WHAT THE EXERCISE ASKS:
In full and unaltered, output the records below.

◇ ◇ ◇ ◇ ◇

// SPDX-License-Identifier: Apache-2.0
// Copyright 2026 AuraIO Contributors


//! io_uring backend

use super::{Backend, Event, Submission, Submitted};
use crate::file::FileId;
use crate::log::{log_emit, LogLevel};
use crate::request::Op;
use io_uring::{opcode, squeue, types, IoUring};
use std::io;
use std::os::unix::io::RawFd;
use std::time::Duration;

/// Backend that queues transfers on an io_uring instance
///
/// Every accepted submission is [`Submitted::Pending`]; results arrive
/// through the completion queue on a later poll. Descriptors need no
/// registration: each SQE names its fd directly.
pub struct UringBackend {
    ring: IoUring,
    in_flight: usize,
}

impl UringBackend {
    /// Create a ring with `queue_depth` submission entries
    pub fn new(queue_depth: u32) -> io::Result<Self> {
        let ring = IoUring::new(queue_depth.max(1))?;
        Ok(Self { ring, in_flight: 0 })
    }

    fn push(&mut self, entry: &squeue::Entry) -> io::Result<()> {
        // SAFETY: the entry's buffer stays valid until its CQE is reaped.
        if unsafe { self.ring.submission().push(entry) }.is_ok() {
            return Ok(());
        }
        // Full queue: hand the backlog to the kernel and try once more
        self.ring.submit()?;
        unsafe { self.ring.submission().push(entry) }
            .map_err(|_| io::Error::from_raw_os_error(libc::EBUSY))
    }

    fn wait(&mut self, timeout: Option<Duration>) -> io::Result<()> {
        let result = match timeout {
            None => self.ring.submit_and_wait(1),
            Some(t) if t.is_zero() => self.ring.submit(),
            Some(t) if self.ring.params().is_feature_ext_arg() => {
                let ts = types::Timespec::new()
                    .sec(t.as_secs())
                    .nsec(t.subsec_nanos());
                let args = types::SubmitArgs::new().timespec(&ts);
                self.ring.submitter().submit_with_args(1, &args)
            }
            // No timed wait on this kernel; return with whatever is ready
            Some(_) => self.ring.submit(),
        };
        match result {
            Ok(_) => Ok(()),
            Err(e) if matches!(e.raw_os_error(), Some(libc::ETIME) | Some(libc::EINTR)) => Ok(()),
            Err(e) => Err(e),
        }
    }
}

impl Backend for UringBackend {
    fn name(&self) -> &'static str {
        "uring"
    }

    fn register(&mut self, _fd: RawFd, _file: FileId) -> io::Result<()> {
        Ok(())
    }

    fn release(&mut self, fd: RawFd) {
        // SQEs still in the ring must take their file reference before close
        if let Err(e) = self.ring.submit() {
            log_emit(
                LogLevel::Warning,
                &format!("io_uring flush before releasing fd {} failed: {}", fd, e),
            );
        }
    }

    fn submit(&mut self, submission: Submission) -> io::Result<Submitted> {
        let len = u32::try_from(submission.buf.len())
            .map_err(|_| io::Error::from_raw_os_error(libc::EINVAL))?;
        let offset = u64::try_from(submission.offset)
            .map_err(|_| io::Error::from_raw_os_error(libc::EINVAL))?;
        let fd = types::Fd(submission.fd);

        let entry = match submission.op {
            Op::Read => opcode::Read::new(fd, submission.buf.as_mut_ptr(), len)
                .offset(offset)
                .build(),
            Op::Write => opcode::Write::new(fd, submission.buf.as_ptr(), len)
                .offset(offset)
                .build(),
        }
        .user_data(submission.token);

        self.push(&entry)?;
        self.in_flight += 1;
        // The entry is queued either way; a failed enter is retried by the next poll
        if let Err(e) = self.ring.submit() {
            log_emit(LogLevel::Debug, &format!("io_uring enter deferred: {}", e));
        }
        Ok(Submitted::Pending)
    }

    fn poll(
        &mut self,
        events: &mut Vec<Event>,
        max: usize,
        timeout: Option<Duration>,
    ) -> io::Result<()> {
        if self.ring.completion().is_empty() {
            if self.in_flight == 0 {
                return Ok(());
            }
            self.wait(timeout)?;
        }

        let before = events.len();
        // Unconsumed CQEs stay in the ring for the next poll
        for cqe in self.ring.completion().take(max) {
            let res = cqe.result();
            let result = if res < 0 {
                Err(io::Error::from_raw_os_error(-res))
            } else {
                Ok(res as usize)
            };
            events.push(Event {
                token: cqe.user_data(),
                result,
            });
        }
        self.in_flight -= events.len() - before;
        Ok(())
    }
}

◇ ◇ ◇ ◇ ◇

ANSWER FOR THE TASK:
// SPDX-License-Identifier: Apache-2.0
// Copyright 2026 AuraIO Contributors


//! io_uring backend

use super::{Backend, Event, Submission, Submitted};
use crate::file::FileId;
use crate::log::{log_emit, LogLevel};
use crate::request::Op;
use io_uring::{opcode, squeue, types, IoUring};
use std::io;
use std::os::unix::io::RawFd;
use std::time::Duration;

/// Backend that queues transfers on an io_uring instance
///
/// Every accepted submission is [`Submitted::Pending`]; results arrive
/// through the completion queue on a later poll. Descriptors need no
/// registration: each SQE names its fd directly.
pub struct UringBackend {
    ring: IoUring,
    in_flight: usize,
}

impl UringBackend {
    /// Create a ring with `queue_depth` submission entries
    pub fn new(queue_depth: u32) -> io::Result<Self> {
        let ring = IoUring::new(queue_depth.max(1))?;
        Ok(Self { ring, in_flight: 0 })
    }

    fn push(&mut self, entry: &squeue::Entry) -> io::Result<()> {
        // SAFETY: the entry's buffer stays valid until its CQE is reaped.
        if unsafe { self.ring.submission().push(entry) }.is_ok() {
            return Ok(());
        }
        // Full queue: hand the backlog to the kernel and try once more
        self.ring.submit()?;
        unsafe { self.ring.submission().push(entry) }
            .map_err(|_| io::Error::from_raw_os_error(libc::EBUSY))
    }

    fn wait(&mut self, timeout: Option<Duration>) -> io::Result<()> {
        let result = match timeout {
            None => self.ring.submit_and_wait(1),
            Some(t) if t.is_zero() => self.ring.submit(),
            Some(t) if self.ring.params().is_feature_ext_arg() => {
                let ts = types::Timespec::new()
                    .sec(t.as_secs())
                    .nsec(t.subsec_nanos());
                let args = types::SubmitArgs::new().timespec(&ts);
                self.ring.submitter().submit_with_args(1, &args)
            }
            // No timed wait on this kernel; return with whatever is ready
            Some(_) => self.ring.submit(),
        };
        match result {
            Ok(_) => Ok(()),
            Err(e) if matches!(e.raw_os_error(), Some(libc::ETIME) | Some(libc::EINTR)) => Ok(()),
            Err(e) => Err(e),
        }
    }
}

impl Backend for UringBackend {
    fn name(&self) -> &'static str {
        "uring"
    }

    fn register(&mut self, _fd: RawFd, _file: FileId) -> io::Result<()> {
        Ok(())
    }

    fn release(&mut self, fd: RawFd) {
        // SQEs still in the ring must take their file reference before close
        if let Err(e) = self.ring.submit() {
            log_emit(
                LogLevel::Warning,
                &format!("io_uring flush before releasing fd {} failed: {}", fd, e),
            );
        }
    }

    fn submit(&mut self, submission: Submission) -> io::Result<Submitted> {
        let len = u32::try_from(submission.buf.len())
            .map_err(|_| io::Error::from_raw_os_error(libc::EINVAL))?;
        let offset = u64::try_from(submission.offset)
            .map_err(|_| io::Error::from_raw_os_error(libc::EINVAL))?;
        let fd = types::Fd(submission.fd);

        let entry = match submission.op {
            Op::Read => opcode::Read::new(fd, submission.buf.as_mut_ptr(), len)
                .offset(offset)
                .build(),
            Op::Write => opcode::Write::new(fd, submission.buf.as_ptr(), len)
                .offset(offset)
                .build(),
        }
        .user_data(submission.token);

        self.push(&entry)?;
        self.in_flight += 1;
        // The entry is queued either way; a failed enter is retried by the next poll
        if let Err(e) = self.ring.submit() {
            log_emit(LogLevel::Debug, &format!("io_uring enter deferred: {}", e));
        }
        Ok(Submitted::Pending)
    }

    fn poll(
        &mut self,
        events: &mut Vec<Event>,
        max: usize,
        timeout: Option<Duration>,
    ) -> io::Result<()> {
        if self.ring.completion().is_empty() {
            if self.in_flight == 0 {
                return Ok(());
            }
            self.wait(timeout)?;
        }

        let before = events.len();
        // Unconsumed CQEs stay in the ring for the next poll
        for cqe in self.ring.completion().take(max) {
            let res = cqe.result();
            let result = if res < 0 {
                Err(io::Error::from_raw_os_error(-res))
            } else {
                Ok(res as usize)
            };
            events.push(Event {
                token: cqe.user_data(),
                result,
            });
        }
        self.in_flight -= events.len() - before;
        Ok(())
    }
}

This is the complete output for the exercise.